_YOUR GOAL_
Across the records below, report how many lines include the word "unbounded", stating the number alone.

_DATA IN THIS EXERCISE_

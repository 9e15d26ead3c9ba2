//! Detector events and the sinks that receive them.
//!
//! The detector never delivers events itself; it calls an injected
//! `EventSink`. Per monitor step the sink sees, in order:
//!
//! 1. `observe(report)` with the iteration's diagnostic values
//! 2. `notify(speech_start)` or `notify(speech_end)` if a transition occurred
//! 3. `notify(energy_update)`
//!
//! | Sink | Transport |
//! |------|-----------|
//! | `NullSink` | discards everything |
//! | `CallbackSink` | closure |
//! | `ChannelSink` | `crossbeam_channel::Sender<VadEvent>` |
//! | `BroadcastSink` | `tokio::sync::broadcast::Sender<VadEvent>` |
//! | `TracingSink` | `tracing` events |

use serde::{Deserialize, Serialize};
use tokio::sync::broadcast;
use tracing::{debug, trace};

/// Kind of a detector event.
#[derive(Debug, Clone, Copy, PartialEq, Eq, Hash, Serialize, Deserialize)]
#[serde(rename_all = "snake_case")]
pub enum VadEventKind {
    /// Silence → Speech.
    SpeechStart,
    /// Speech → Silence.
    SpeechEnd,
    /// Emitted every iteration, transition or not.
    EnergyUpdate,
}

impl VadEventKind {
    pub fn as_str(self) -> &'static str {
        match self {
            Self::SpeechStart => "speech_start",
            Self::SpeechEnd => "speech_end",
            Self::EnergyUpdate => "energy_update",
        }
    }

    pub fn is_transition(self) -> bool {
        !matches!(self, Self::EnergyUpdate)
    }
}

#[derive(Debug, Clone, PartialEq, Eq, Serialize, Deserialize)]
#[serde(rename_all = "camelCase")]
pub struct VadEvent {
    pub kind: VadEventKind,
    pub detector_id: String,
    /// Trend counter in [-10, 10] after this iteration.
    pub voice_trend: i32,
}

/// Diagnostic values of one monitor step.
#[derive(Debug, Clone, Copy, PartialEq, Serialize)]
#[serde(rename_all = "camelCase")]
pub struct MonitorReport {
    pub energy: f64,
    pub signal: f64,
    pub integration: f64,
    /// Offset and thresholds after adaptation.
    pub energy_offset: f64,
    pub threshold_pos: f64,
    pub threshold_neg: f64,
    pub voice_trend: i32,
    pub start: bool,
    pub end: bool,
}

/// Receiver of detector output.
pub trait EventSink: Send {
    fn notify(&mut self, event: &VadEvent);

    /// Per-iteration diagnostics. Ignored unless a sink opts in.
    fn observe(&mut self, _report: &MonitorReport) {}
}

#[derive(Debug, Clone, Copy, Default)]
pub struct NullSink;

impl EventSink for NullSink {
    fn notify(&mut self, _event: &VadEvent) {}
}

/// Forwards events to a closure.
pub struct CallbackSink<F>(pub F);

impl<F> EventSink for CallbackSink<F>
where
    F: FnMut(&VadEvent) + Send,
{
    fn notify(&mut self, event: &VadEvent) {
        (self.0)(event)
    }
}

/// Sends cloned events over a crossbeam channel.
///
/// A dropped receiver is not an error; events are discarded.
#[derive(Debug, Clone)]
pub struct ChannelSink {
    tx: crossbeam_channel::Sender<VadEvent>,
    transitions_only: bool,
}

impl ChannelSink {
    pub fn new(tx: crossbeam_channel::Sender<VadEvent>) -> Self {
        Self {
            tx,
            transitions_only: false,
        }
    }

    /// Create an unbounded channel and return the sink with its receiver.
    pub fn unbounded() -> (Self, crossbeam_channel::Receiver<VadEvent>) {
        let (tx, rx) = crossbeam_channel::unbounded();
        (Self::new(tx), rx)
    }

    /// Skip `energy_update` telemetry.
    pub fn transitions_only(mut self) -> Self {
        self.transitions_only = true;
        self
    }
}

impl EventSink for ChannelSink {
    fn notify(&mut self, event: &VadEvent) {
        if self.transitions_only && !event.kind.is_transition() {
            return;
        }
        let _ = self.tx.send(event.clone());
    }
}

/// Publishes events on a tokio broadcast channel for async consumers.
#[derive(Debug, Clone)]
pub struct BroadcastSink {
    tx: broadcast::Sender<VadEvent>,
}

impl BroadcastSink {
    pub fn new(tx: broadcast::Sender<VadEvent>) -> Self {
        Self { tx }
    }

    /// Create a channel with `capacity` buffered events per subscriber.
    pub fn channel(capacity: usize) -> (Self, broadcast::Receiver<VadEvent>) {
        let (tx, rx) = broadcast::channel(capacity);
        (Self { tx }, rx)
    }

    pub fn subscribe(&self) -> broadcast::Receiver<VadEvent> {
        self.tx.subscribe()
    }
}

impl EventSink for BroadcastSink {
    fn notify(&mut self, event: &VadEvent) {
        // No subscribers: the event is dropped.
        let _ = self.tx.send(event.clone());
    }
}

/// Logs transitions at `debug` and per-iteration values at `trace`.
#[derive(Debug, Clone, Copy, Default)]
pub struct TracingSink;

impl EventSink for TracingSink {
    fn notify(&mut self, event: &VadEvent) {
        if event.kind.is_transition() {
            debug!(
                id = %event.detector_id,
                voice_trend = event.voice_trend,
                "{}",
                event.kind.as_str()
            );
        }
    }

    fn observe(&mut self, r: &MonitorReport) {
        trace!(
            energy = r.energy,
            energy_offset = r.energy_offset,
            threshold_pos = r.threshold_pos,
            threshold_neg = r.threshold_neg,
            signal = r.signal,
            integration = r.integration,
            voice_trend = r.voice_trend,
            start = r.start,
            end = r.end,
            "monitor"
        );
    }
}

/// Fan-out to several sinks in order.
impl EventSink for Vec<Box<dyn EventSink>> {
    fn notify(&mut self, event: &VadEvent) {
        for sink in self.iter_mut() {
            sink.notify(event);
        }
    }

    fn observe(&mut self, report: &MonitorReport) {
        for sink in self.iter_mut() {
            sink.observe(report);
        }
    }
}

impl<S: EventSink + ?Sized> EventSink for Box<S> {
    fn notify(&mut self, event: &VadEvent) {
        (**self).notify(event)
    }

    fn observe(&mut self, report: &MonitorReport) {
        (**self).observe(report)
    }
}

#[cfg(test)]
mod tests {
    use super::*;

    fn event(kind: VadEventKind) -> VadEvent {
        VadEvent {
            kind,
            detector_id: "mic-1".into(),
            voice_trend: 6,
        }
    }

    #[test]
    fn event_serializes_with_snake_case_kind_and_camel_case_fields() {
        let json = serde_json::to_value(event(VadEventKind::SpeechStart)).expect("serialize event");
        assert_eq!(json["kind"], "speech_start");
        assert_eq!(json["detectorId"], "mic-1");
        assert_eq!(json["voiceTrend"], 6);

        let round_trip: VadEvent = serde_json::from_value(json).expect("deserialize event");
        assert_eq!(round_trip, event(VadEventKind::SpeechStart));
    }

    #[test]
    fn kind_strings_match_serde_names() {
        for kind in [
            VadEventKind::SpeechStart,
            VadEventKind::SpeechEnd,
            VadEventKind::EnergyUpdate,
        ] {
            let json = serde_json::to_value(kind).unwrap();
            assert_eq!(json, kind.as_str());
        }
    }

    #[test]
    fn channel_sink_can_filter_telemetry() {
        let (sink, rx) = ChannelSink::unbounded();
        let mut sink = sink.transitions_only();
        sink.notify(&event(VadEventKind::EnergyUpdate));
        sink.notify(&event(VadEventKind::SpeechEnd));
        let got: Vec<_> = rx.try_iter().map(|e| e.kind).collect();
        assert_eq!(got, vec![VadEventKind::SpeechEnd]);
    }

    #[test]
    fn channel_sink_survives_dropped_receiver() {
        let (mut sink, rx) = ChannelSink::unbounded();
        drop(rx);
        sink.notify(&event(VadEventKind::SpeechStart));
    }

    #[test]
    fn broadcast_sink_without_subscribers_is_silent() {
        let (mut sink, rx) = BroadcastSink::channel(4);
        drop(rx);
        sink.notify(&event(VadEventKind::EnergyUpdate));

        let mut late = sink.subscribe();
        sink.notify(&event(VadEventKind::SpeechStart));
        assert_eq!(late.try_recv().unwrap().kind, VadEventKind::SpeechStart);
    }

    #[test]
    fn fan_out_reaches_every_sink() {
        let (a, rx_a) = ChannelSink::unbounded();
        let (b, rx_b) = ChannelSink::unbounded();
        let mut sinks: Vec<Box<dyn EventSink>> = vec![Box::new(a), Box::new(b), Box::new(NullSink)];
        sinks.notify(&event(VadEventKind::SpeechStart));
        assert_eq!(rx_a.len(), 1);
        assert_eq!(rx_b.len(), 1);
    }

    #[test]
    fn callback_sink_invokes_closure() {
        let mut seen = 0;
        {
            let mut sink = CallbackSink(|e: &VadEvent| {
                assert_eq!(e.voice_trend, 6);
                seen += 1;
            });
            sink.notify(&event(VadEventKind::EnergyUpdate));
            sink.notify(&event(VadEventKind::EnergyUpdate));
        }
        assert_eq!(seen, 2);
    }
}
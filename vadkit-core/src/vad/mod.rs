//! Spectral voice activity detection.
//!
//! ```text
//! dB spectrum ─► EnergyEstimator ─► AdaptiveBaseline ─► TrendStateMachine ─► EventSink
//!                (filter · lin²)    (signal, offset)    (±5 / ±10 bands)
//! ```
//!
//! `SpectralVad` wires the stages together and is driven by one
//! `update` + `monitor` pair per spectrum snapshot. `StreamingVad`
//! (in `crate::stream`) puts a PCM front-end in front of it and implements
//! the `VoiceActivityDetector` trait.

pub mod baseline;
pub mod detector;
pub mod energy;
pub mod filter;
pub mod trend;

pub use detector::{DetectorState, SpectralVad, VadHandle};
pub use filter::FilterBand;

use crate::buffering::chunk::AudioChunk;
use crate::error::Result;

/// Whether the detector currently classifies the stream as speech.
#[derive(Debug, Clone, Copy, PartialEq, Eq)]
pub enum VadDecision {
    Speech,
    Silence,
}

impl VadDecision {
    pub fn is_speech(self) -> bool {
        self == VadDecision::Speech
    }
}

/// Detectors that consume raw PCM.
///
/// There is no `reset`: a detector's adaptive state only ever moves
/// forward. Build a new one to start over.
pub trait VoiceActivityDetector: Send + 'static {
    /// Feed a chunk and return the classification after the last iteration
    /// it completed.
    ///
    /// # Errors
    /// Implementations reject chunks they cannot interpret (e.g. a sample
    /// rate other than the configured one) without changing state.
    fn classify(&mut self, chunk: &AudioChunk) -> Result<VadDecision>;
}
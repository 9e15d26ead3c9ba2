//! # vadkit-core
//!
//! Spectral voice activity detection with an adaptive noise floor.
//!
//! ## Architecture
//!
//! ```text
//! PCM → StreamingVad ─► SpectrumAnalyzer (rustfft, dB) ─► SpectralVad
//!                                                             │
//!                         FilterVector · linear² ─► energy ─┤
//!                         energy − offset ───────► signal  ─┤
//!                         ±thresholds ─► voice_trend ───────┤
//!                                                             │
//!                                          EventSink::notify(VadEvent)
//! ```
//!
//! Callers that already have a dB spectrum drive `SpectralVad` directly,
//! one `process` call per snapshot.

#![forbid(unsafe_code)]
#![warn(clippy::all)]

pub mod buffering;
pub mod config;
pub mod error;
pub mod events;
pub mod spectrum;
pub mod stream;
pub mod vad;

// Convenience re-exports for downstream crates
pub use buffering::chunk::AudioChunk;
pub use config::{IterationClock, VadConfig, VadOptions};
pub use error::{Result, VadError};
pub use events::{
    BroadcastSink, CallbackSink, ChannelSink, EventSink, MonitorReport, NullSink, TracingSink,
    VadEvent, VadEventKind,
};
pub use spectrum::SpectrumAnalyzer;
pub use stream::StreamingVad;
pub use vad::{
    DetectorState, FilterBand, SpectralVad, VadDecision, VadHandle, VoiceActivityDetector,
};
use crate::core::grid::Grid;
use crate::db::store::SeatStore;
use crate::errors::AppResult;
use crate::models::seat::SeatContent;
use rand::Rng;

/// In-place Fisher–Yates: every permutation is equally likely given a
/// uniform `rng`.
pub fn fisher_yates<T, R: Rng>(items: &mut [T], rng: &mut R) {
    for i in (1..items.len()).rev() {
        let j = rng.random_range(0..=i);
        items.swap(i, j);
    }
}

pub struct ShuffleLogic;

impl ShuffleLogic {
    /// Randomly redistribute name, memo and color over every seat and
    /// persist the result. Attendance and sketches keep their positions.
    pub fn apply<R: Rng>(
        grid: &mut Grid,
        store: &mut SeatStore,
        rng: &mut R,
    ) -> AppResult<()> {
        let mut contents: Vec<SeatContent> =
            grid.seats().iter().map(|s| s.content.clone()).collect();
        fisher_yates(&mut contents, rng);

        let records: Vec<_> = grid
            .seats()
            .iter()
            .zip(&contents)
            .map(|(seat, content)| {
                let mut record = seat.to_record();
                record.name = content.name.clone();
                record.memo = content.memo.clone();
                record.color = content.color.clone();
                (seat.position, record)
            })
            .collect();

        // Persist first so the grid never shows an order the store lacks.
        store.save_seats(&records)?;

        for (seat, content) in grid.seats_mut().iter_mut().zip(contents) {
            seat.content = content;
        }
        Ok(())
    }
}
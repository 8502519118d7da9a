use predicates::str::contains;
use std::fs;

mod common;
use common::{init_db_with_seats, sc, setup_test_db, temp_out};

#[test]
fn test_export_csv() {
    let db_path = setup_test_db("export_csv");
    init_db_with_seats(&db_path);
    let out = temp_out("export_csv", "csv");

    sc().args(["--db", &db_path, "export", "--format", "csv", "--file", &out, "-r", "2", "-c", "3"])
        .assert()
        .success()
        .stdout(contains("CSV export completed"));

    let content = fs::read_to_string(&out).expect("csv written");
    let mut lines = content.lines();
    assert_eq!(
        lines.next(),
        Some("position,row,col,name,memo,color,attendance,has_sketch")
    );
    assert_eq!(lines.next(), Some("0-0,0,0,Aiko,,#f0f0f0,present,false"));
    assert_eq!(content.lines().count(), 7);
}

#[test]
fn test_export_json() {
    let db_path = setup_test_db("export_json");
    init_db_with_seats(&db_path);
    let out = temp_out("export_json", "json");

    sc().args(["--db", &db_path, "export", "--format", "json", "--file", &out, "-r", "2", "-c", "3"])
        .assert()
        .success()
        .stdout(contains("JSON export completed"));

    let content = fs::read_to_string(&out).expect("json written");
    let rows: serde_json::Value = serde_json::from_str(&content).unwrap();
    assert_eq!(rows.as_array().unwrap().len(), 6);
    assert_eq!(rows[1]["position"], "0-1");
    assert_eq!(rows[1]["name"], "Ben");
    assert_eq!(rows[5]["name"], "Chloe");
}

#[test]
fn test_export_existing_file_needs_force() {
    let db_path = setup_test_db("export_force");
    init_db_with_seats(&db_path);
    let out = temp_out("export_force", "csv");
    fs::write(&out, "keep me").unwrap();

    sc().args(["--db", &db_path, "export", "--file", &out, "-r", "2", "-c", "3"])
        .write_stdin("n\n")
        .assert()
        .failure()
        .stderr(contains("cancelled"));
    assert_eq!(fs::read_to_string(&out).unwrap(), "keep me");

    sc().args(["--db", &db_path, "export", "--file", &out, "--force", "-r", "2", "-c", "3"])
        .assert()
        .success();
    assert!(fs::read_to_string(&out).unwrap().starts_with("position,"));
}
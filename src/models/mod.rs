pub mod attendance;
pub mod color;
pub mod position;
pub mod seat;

_ANSWER FOR THE TASK_
7